Exercise aim.
In the records below, find the lines that include "dotted" and copy each.

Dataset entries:
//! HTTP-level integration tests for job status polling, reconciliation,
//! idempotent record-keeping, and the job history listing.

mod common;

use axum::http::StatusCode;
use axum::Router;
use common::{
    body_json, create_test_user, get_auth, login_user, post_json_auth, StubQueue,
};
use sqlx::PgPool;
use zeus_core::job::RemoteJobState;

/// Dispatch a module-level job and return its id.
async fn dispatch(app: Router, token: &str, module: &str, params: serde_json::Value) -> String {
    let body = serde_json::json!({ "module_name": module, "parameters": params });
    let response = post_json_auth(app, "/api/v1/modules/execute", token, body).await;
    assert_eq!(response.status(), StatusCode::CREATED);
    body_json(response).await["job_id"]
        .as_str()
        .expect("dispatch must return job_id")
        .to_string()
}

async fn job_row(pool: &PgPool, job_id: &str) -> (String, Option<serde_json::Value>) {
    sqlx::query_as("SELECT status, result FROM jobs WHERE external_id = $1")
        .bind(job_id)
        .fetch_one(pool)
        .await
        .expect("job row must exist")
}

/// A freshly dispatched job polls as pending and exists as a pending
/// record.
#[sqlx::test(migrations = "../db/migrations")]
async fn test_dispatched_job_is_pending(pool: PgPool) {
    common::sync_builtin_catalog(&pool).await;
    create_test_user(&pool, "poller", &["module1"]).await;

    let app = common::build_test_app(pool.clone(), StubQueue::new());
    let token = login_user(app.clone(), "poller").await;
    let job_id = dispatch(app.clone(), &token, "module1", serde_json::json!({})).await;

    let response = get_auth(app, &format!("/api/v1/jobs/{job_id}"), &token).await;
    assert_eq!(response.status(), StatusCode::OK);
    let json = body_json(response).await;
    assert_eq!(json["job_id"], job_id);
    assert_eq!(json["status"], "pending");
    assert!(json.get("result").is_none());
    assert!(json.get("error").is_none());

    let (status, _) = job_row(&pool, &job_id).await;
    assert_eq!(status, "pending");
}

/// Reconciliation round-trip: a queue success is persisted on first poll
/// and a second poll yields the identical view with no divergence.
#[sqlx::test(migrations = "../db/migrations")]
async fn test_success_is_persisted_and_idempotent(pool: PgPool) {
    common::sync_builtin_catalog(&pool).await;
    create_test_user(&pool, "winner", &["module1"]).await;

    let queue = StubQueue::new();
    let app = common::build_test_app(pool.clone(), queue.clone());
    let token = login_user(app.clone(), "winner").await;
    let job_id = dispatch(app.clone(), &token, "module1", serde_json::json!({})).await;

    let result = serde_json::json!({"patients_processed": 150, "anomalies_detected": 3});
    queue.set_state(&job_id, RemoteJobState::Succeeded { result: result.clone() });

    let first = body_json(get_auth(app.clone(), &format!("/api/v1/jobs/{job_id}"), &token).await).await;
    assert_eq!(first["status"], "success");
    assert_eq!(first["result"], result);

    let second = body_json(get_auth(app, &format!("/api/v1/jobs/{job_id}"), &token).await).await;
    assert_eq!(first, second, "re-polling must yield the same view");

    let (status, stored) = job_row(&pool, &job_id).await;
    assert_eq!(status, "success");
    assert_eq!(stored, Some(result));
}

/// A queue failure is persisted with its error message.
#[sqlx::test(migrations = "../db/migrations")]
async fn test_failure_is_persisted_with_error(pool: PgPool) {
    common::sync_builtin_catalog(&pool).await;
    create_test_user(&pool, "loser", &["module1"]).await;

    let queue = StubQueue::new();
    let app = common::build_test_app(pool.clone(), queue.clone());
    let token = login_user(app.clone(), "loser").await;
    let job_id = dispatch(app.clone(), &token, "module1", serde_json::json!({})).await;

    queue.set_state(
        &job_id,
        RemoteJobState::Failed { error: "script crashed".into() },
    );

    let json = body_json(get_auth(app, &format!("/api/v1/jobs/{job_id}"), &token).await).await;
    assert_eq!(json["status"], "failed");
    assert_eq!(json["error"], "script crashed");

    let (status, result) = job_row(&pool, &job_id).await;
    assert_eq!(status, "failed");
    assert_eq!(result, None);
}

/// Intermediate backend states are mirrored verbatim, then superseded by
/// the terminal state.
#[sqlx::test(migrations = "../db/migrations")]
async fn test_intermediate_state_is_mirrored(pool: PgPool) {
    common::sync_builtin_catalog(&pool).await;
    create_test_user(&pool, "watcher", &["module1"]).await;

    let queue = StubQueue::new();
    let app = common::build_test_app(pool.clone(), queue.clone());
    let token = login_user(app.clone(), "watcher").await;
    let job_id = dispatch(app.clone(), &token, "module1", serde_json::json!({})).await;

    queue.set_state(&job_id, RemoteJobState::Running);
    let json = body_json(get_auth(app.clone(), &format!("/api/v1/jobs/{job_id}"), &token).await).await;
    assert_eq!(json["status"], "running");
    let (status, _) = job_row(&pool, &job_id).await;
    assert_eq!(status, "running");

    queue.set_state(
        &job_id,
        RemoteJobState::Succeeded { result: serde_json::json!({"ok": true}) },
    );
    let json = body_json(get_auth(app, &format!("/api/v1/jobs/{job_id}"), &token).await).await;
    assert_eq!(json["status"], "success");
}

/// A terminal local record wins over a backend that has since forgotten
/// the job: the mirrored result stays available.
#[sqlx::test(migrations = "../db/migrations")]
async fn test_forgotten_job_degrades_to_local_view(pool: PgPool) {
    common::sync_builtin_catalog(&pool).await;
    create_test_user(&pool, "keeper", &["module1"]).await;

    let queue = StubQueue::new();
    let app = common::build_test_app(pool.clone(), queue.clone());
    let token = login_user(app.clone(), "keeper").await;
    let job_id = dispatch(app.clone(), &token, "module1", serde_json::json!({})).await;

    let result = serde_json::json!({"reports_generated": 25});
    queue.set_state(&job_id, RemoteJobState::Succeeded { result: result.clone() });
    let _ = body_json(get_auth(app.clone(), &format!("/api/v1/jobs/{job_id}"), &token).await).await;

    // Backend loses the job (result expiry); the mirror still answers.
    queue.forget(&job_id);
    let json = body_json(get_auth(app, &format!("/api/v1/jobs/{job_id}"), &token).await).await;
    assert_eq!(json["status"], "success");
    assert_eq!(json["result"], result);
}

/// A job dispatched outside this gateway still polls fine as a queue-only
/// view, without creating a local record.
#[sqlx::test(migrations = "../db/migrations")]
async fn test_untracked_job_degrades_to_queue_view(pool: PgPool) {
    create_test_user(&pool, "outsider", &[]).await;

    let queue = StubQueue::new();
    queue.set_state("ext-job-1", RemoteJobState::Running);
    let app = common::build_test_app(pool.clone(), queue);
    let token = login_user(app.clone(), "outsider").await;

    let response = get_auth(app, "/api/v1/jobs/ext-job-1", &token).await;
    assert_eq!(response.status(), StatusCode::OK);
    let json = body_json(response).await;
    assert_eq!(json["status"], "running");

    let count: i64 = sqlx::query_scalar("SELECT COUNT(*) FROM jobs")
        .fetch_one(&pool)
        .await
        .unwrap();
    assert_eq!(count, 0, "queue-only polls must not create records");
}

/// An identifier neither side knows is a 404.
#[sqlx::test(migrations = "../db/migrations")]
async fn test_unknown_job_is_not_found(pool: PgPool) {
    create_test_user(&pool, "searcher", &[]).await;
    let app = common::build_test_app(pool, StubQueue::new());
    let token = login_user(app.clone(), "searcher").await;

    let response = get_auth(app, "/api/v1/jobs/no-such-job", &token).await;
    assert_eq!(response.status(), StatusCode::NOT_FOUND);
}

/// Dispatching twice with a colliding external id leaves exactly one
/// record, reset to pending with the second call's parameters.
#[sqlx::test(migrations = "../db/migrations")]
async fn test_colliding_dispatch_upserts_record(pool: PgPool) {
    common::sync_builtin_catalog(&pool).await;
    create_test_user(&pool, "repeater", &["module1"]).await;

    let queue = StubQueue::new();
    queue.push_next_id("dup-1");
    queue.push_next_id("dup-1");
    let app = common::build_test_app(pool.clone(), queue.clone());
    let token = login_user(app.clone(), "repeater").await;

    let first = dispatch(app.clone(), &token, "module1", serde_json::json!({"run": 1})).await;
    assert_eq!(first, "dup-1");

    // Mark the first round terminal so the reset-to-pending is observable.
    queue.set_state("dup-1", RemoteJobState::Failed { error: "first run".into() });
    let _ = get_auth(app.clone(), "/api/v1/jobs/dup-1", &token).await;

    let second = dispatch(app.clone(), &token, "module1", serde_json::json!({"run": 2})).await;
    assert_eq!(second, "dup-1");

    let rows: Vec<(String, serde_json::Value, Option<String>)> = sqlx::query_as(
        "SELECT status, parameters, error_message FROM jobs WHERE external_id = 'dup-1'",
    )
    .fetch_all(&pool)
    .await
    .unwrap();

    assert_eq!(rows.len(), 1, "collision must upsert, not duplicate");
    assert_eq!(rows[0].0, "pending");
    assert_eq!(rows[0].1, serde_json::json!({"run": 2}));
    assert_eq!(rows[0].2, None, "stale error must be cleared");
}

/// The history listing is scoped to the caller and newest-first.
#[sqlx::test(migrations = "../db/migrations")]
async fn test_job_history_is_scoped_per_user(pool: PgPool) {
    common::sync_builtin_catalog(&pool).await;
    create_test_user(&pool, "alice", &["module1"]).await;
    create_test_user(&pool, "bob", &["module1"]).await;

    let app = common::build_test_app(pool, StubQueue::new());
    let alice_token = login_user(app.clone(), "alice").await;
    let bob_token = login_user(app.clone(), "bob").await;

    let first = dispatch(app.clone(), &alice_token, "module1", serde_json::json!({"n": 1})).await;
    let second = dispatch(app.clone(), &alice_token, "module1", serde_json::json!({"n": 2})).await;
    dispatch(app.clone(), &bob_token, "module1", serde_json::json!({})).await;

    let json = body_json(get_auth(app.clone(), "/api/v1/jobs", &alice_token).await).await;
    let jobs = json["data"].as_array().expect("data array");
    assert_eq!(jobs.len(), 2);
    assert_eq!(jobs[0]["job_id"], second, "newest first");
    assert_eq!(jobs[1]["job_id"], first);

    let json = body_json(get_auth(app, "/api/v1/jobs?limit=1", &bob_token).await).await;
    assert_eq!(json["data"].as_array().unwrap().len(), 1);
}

==

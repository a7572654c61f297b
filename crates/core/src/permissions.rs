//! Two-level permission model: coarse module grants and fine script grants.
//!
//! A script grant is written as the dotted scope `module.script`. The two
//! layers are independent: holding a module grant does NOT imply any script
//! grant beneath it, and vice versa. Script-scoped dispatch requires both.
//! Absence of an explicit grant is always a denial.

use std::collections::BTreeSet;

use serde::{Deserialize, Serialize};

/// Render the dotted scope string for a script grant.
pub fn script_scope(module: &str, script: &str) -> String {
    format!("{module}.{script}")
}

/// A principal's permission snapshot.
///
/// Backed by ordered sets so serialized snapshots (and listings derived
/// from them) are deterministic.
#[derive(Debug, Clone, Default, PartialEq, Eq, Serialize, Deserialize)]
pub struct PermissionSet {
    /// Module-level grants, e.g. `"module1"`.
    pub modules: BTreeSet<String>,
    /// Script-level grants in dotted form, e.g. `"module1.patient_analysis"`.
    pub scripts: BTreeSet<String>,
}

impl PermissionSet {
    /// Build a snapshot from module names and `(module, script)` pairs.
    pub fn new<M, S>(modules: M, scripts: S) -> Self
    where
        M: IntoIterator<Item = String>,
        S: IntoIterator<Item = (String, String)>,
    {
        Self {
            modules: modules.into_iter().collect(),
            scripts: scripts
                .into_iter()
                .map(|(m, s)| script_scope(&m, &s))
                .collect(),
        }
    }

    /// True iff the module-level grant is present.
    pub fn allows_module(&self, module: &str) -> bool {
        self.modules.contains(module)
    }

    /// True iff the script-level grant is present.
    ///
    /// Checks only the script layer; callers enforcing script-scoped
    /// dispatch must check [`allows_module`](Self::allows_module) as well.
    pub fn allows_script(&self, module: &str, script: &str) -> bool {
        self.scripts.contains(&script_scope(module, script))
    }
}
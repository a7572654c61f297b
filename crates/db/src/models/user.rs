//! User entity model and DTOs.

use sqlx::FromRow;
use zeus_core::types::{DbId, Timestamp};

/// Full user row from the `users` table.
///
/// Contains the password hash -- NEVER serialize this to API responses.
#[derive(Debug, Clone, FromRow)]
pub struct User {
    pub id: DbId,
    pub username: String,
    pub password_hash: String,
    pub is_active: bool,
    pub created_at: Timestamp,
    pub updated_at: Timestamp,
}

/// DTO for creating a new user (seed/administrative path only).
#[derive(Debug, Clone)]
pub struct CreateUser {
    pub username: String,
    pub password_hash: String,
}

Answer for this exercise.
//! A script grant is written as the dotted scope `module.script`. The two
/// Render the dotted scope string for a script grant.
    /// Script-level grants in dotted form, e.g. `"module1.patient_analysis"`.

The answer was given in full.